§ WHAT IS NEEDED
All lines holding the string "warn" should be copied from the data below.

(Data excerpts)
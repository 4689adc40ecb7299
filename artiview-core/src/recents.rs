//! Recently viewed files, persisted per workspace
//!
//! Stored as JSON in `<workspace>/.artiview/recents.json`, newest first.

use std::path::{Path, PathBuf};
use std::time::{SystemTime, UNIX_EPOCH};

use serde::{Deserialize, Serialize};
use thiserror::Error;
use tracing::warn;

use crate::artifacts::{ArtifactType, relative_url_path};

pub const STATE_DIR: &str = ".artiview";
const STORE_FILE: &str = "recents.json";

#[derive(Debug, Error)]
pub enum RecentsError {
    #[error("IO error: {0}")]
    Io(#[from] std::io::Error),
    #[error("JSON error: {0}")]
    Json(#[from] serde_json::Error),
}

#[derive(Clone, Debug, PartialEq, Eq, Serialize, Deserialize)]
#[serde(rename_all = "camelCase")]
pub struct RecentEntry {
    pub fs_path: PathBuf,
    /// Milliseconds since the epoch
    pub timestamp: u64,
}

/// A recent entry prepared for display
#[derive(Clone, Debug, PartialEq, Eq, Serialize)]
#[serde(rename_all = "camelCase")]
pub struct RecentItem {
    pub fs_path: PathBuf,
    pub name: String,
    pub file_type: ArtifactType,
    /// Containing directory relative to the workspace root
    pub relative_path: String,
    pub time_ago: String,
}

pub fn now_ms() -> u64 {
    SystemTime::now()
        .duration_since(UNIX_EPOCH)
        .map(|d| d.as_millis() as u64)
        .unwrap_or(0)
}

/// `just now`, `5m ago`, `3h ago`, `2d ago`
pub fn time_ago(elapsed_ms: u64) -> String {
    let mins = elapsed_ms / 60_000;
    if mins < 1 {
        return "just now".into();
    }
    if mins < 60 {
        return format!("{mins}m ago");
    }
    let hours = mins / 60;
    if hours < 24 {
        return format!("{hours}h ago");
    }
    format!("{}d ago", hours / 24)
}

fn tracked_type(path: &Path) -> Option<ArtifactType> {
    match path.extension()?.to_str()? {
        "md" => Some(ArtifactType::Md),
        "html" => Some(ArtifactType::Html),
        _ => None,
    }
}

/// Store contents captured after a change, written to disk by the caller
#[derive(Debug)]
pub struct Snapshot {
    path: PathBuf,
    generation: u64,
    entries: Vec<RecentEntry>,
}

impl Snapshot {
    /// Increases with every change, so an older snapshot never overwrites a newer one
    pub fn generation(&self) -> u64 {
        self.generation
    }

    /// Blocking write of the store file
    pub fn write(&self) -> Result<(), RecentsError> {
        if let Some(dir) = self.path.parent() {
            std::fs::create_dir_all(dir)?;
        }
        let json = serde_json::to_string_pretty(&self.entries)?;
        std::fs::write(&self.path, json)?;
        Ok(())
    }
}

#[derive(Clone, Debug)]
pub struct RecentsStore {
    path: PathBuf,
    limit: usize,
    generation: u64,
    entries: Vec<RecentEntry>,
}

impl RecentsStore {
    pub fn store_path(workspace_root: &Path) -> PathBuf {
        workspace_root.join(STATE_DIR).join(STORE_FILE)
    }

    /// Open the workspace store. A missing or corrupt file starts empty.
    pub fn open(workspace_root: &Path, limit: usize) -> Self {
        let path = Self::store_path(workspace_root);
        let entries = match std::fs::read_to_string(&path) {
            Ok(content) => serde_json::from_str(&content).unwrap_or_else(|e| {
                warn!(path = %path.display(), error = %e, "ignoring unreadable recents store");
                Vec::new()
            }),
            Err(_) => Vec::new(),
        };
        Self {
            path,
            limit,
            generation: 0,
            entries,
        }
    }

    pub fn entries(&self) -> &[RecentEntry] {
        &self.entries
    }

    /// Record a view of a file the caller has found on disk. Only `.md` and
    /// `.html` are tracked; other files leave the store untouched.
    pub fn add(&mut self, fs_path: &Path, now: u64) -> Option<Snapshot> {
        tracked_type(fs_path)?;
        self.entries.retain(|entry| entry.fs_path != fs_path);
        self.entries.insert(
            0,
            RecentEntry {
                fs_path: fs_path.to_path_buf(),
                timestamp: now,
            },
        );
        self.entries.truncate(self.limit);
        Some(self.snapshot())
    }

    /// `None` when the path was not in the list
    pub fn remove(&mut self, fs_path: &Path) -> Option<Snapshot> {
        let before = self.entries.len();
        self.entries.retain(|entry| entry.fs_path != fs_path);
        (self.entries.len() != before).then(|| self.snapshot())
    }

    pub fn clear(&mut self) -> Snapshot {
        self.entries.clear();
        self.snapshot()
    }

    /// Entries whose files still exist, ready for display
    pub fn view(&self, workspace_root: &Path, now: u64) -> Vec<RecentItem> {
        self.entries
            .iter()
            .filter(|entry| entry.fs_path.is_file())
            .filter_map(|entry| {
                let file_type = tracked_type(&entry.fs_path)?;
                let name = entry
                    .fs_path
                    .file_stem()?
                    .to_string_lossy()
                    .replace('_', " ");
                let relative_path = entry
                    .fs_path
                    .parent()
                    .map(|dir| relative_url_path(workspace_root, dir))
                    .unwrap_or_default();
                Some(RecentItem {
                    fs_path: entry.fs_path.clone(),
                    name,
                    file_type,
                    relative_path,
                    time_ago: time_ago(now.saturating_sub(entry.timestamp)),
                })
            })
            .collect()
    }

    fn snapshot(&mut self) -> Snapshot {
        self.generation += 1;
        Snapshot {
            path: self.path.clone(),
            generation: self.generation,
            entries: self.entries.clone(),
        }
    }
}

§ RESULT BELOW
use tracing::warn;
                warn!(path = %path.display(), error = %e, "ignoring unreadable recents store");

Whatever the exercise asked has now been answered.